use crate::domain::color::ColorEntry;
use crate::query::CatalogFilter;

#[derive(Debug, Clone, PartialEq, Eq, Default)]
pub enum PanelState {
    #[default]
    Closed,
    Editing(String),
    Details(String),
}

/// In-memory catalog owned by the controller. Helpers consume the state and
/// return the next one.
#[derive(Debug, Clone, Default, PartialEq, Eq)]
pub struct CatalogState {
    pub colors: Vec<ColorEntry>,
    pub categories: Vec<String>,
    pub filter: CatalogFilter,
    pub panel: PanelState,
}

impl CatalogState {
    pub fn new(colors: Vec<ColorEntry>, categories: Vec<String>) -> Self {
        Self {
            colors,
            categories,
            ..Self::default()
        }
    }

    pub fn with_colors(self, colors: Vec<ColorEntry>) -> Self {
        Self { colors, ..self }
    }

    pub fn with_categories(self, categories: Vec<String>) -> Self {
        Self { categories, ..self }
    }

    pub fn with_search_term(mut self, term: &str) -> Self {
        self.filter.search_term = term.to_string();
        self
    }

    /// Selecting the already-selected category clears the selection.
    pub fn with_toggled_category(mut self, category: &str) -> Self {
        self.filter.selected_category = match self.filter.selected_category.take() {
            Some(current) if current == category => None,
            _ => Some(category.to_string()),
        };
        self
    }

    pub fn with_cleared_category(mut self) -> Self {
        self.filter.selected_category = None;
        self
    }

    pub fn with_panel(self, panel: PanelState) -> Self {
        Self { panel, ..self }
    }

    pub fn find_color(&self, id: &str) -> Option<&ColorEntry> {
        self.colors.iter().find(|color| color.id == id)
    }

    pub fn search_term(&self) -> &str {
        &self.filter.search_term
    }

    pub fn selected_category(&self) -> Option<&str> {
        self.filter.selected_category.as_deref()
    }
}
━━━━━━━━━━━━━━━━━━━━━━━━━━━━━━
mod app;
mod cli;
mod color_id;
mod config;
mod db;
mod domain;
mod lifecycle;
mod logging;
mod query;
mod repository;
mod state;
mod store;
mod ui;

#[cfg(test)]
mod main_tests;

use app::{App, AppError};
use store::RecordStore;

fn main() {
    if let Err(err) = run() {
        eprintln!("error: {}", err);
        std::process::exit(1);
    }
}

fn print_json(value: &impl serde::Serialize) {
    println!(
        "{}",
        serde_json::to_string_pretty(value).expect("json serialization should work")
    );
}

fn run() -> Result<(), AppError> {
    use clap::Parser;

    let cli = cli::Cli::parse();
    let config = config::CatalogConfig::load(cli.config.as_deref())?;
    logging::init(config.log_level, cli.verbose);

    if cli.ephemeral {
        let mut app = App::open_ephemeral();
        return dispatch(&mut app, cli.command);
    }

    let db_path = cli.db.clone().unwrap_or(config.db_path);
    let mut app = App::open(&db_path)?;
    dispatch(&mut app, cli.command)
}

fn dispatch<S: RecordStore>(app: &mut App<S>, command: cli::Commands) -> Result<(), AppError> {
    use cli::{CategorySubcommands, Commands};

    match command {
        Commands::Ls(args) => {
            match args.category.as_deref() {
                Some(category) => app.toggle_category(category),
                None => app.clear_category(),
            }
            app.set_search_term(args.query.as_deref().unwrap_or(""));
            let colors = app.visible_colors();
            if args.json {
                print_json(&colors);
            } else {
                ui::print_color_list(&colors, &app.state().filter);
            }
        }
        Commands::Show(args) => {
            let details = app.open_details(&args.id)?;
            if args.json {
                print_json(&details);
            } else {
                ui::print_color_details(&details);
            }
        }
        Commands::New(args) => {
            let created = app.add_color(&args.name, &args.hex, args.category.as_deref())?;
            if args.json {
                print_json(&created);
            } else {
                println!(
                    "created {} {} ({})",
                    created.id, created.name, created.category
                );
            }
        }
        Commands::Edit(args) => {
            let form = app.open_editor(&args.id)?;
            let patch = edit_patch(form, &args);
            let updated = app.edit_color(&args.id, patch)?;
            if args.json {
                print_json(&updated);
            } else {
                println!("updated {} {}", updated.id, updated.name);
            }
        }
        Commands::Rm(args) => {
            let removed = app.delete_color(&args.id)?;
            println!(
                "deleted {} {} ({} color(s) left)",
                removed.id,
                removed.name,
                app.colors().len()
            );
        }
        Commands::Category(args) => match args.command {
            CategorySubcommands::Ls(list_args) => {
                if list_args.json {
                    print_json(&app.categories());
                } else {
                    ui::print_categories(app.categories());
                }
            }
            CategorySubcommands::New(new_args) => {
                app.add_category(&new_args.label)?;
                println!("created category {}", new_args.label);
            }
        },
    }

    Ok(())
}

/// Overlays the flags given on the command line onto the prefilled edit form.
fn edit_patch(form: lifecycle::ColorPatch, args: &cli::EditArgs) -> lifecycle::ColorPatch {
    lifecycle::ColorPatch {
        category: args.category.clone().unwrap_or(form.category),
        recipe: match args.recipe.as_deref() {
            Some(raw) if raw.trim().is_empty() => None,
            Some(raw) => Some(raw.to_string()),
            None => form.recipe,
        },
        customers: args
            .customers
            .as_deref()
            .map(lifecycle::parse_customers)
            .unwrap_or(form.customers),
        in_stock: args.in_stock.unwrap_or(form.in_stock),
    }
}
━━━━━━━━━━━━━━━━━━━━━━━━━━━━━━
# Exercise directions
Look over the listing above. Pick out and copy every line that includes "RecordStore".

# Expected output
use store::RecordStore;
fn dispatch<S: RecordStore>(app: &mut App<S>, command: cli::Commands) -> Result<(), AppError> {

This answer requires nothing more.